CLOSE to 8 months after work first started on amendments to the SEBI Act, a revised note for Cabinet approval is now in the process of being finalised.

A month ago, after the Cabinet Secretariat returned the draft Cabinet note on amendment in the SEBI Act to the Finance Ministry, a meeting was set up between the SEBI Chairman and top officials in the Ministry to discuss the proposals further.

Up for discussion this time were the powers of the Chairman. In the case of the banking regulator — the RBI, the Governor is vested with emergency powers under the RBI Act. Similarly, the UTI Act provides for emergency powers for the full-time Chairman, who can exercise all powers, which are exercisable usually by the board.

The SEBI Act also provides forsimilar powers to the Chairman. However, on policy issues, it is clear that the board needs to have a say.

The UTI Act, for instance, says that if the chairman is of the opinion that circumstances exist which render it necessary for him to take immediate action in respect of any matter which is within the competence of the board, and that the interest of the Trust may be prejudicially affected, if such action is deferred until after the next board meeting, he may take such action and exercise all the powers of the board.

However, such emergency powers for the Chairman are not so explicitly stated in the SEBI Act. A fine-tuning of the provision may well be under way.

The moot point is whether this needs to be done when the Government is now proposing to have four full-time members on the SEBI board, besides the Chairman. With five full-time members on the board, in line with the Securities and Exchange Commission, US, perhaps the opportunity to exercise such powers may be very limited unlike in the case of UTI and RBI.

The fundamental difference in the emergency powers outlined for the RBI Governor, the UTI Chairman and the SEBI Chairman is that except for the capital market regulator, the other two institutions do not have full-time members on their boards. The UTI does not have any full-time board members, apart from its Chairman. Similarly, none of the Deputy Governors of the RBI are on the board of directors. Viewed from this perspective, the emergency powers for both these institutions seem quite in order.

With the Government now proposing to impose a maximum penalty of Rs 25 crore for capital market offences, the issue of compounding of contravention or penalties is also being addressed.

In another statute — the FEMA- the powers to compound is vested with the Director of Enforcement or such other officers of the Directorate of Enforcement and officers of the RBI. It is not yet clear whether the SEBI will be vested with powers to compound such contraventions.

There is a view among capital market and legal experts that the monetary penalties which are collected should go to the Government kitty, rather than to SEBI to help the regulator meet its expenditure. That could be met through the fees collected by the regulator. Such hefty fines are imposed through legislation as such offences are viewed as a crime against the State. The monetary penalties which are collected should go to the State, goes the argument.

With the changes to the Act being finalised, this is as good a time as any to review the rules governing the terming conditions for the Chairman of regulatory agencies.

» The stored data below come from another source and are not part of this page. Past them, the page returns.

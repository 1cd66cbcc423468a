//! Reference dataset builders for engine tests

use engine::services::reference_store::{PlanCounty, ZipCounty};
use engine::services::{RealReferenceStore, ReferenceData};
use shared::{County, CountyId, Plan, PlanId, PricingRow, ZipCode};

/// Builder methods for small reference datasets
pub trait ReferenceDataBuilder: Sized {
    fn with_plan(self, plan: Plan, county_ids: &[&str]) -> Self;
    fn with_price(self, plan_id: &str, age: u32, tobacco: bool, premium: f64) -> Self;
    fn with_zip(self, zip_code: ZipCode, county_id: &str) -> Self;
    fn with_county(self, county_id: &str, name: &str, state_code: &str) -> Self;
    fn into_store(self) -> RealReferenceStore;
}

impl ReferenceDataBuilder for ReferenceData {
    fn with_plan(mut self, plan: Plan, county_ids: &[&str]) -> Self {
        for county_id in county_ids {
            self.plan_counties.push(PlanCounty {
                plan_id: plan.id.clone(),
                county_id: CountyId::from(*county_id),
            });
        }
        self.plans.push(plan);
        self
    }

    fn with_price(mut self, plan_id: &str, age: u32, tobacco: bool, premium: f64) -> Self {
        self.pricing.push(PricingRow {
            plan_id: PlanId::from(plan_id),
            age,
            tobacco,
            premium,
        });
        self
    }

    fn with_zip(mut self, zip_code: ZipCode, county_id: &str) -> Self {
        self.zip_counties.push(ZipCounty {
            zip_code,
            county_id: CountyId::from(county_id),
        });
        self
    }

    fn with_county(mut self, county_id: &str, name: &str, state_code: &str) -> Self {
        self.counties.push(County {
            id: CountyId::from(county_id),
            name: name.to_string(),
            state_code: Some(state_code.to_string()),
        });
        self
    }

    fn into_store(self) -> RealReferenceStore {
        RealReferenceStore::from_data(self)
    }
}

/// Plan record with placeholder display fields
pub fn sample_plan(id: &str, carrier: &str, metal_level: &str, on_market: bool) -> Plan {
    Plan {
        id: PlanId::from(id),
        carrier: carrier.to_string(),
        display_name: format!("{carrier} {metal_level} {id}"),
        plan_type: Some("HMO".to_string()),
        metal_level: metal_level.to_string(),
        on_market,
        network_name: None,
        summary_url: None,
    }
}
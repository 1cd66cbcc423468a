//! Quote generation and subsidy engine
//!
//! Prices every member of an employer group against the plans available in
//! their rating county, estimates the premium tax credit from the second
//! lowest cost silver plan, and records each run as an immutable batch.

pub mod config;
pub mod core;
pub mod error;
pub mod orchestrator;
pub mod services;
pub mod setup;
pub mod traits;

// Re-export commonly used types
pub use config::{AffordabilityApiConfig, EngineConfig};
pub use error::{BenchmarkError, EngineError, EngineResult, LookupError, SubsidyError};
pub use orchestrator::QuoteEngine;
pub use setup::{EngineSources, FileQuoteEngine};
pub use traits::{
    AffordabilityProvider, BatchStore, MemberDirectory, MockAffordabilityProvider,
    MockBatchStore, MockMemberDirectory, MockQuoteService, MockReferenceStore, QuoteService,
    ReferenceStore,
};
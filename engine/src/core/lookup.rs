//! Plan and pricing join for one (county, age, tobacco) tuple

use std::collections::{HashMap, HashSet};

use crate::error::{EngineResult, LookupError};
use crate::traits::ReferenceStore;
use shared::{service_debug, CountyId, Plan, PlanId, PricingRow, ServiceId};

/// A plan together with its premium for the requested tuple
#[derive(Debug, Clone, PartialEq)]
pub struct PricedPlan {
    pub plan: Plan,
    pub premium: f64,
}

/// Plan ids in first-seen order without repeats
pub(crate) fn unique_plan_ids(plan_ids: Vec<PlanId>) -> Vec<PlanId> {
    let mut seen = HashSet::new();
    plan_ids
        .into_iter()
        .filter(|plan_id| seen.insert(plan_id.clone()))
        .collect()
}

/// Premium per plan; the first row wins when a tuple is duplicated
pub(crate) fn premiums_by_plan(rows: Vec<PricingRow>) -> HashMap<PlanId, f64> {
    let mut premiums = HashMap::with_capacity(rows.len());
    for row in rows {
        premiums.entry(row.plan_id).or_insert(row.premium);
    }
    premiums
}

/// Every plan in the county priced at (age, tobacco).
///
/// Plans without a price for the tuple are left out rather than reported;
/// partial availability is normal. Errors only when the county has no plans
/// or none of them is priced.
pub async fn priced_plans<R>(
    store: &R,
    county_id: &CountyId,
    age: u32,
    tobacco: bool,
) -> EngineResult<Vec<PricedPlan>>
where
    R: ReferenceStore + ?Sized,
{
    let plan_ids = unique_plan_ids(store.plan_ids_in_county(county_id).await?);
    if plan_ids.is_empty() {
        return Err(LookupError::NoPlansInCounty {
            county_id: county_id.clone(),
        }
        .into());
    }

    let rows = store.pricing(&plan_ids, age, tobacco).await?;
    if rows.is_empty() {
        return Err(LookupError::NoPricingForParameters {
            county_id: county_id.clone(),
            age,
            tobacco,
        }
        .into());
    }

    let premiums = premiums_by_plan(rows);
    let priced_ids: Vec<PlanId> = plan_ids
        .into_iter()
        .filter(|plan_id| premiums.contains_key(plan_id))
        .collect();

    let mut plans_by_id: HashMap<PlanId, Plan> = store
        .plans(&priced_ids)
        .await?
        .into_iter()
        .map(|plan| (plan.id.clone(), plan))
        .collect();

    let mut priced = Vec::with_capacity(priced_ids.len());
    for plan_id in priced_ids {
        match (plans_by_id.remove(&plan_id), premiums.get(&plan_id)) {
            (Some(plan), Some(&premium)) => priced.push(PricedPlan { plan, premium }),
            _ => {
                service_debug!(
                    ServiceId::current(),
                    "Priced plan {} has no metadata in county {}",
                    plan_id,
                    county_id
                );
            }
        }
    }

    Ok(priced)
}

Considering the challenges in the capital market it is a debatable issue whether those who retire at 60 from the Government and then go on to serve as a watchdog can fit the bill in terms of mental and physical agility, as well as expertise in a particular field. With regulators being at the most quasi-judicial bodies, it is difficult to fathom why the age bar should have been placed at 65, instead of 60 for them.

Obviously, this is designed to promote members of the civil service, who are now preparing to serve post-retirement _ in that thriving mini cottage industry which has opened up during the last five years — in regulatory bodies.

A mandatory two year cooling-off period for those serving as regulators after they step down also needs to be stipulated in the rules for appointment so as to avoid controversies.